» Exercise description: Count the lines in the records below that contain the word "RecallError", and give that figure alone.

» Input for this task:

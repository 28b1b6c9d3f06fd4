//! Tipos de erro do Recall.

use thiserror::Error;

/// Tipo de resultado padrão do Recall.
pub type RecallResult<T> = Result<T, RecallError>;

/// Erros possíveis no Recall.
///
/// Buscas sem resultado não são erros: aparecem como `None` ou resultado vazio.
#[derive(Error, Debug)]
pub enum RecallError {
    #[error("Validation error: {0}")]
    Validation(String),

    #[error("Collaborator '{name}' failed: {message}")]
    Collaborator { name: String, message: String },

    #[error("Timeout while calling '{0}'")]
    Timeout(String),

    #[error("Configuration error: {0}")]
    Config(String),

    #[error("IO error: {0}")]
    Io(#[from] std::io::Error),

    #[error("Failed to parse TOML: {0}")]
    TomlParse(#[from] toml::de::Error),

    #[error("Failed to serialize TOML: {0}")]
    TomlSerialize(#[from] toml::ser::Error),

    #[error("JSON error: {0}")]
    Json(#[from] serde_json::Error),
}

impl RecallError {
    /// Cria um erro de validação.
    pub fn validation<S: Into<String>>(msg: S) -> Self {
        Self::Validation(msg.into())
    }

    /// Cria um erro de configuração.
    pub fn config<S: Into<String>>(msg: S) -> Self {
        Self::Config(msg.into())
    }

    /// Cria uma falha de colaborador atribuída a `name`.
    pub fn collaborator<N: Into<String>, M: Into<String>>(name: N, message: M) -> Self {
        Self::Collaborator {
            name: name.into(),
            message: message.into(),
        }
    }

    /// Se o erro veio de um colaborador externo (incluindo timeouts).
    pub fn is_collaborator(&self) -> bool {
        matches!(self, Self::Collaborator { .. } | Self::Timeout(_))
    }
}

#[cfg(test)]
mod tests {
    use super::*;

    #[test]
    fn test_collaborator_display() {
        let err = RecallError::collaborator("teacher", "model unavailable");
        assert_eq!(
            err.to_string(),
            "Collaborator 'teacher' failed: model unavailable"
        );
        assert!(err.is_collaborator());
    }

    #[test]
    fn test_timeout_is_collaborator() {
        assert!(RecallError::Timeout("encoder".to_string()).is_collaborator());
        assert!(!RecallError::validation("bad dim").is_collaborator());
    }
}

» Answer to this task: 6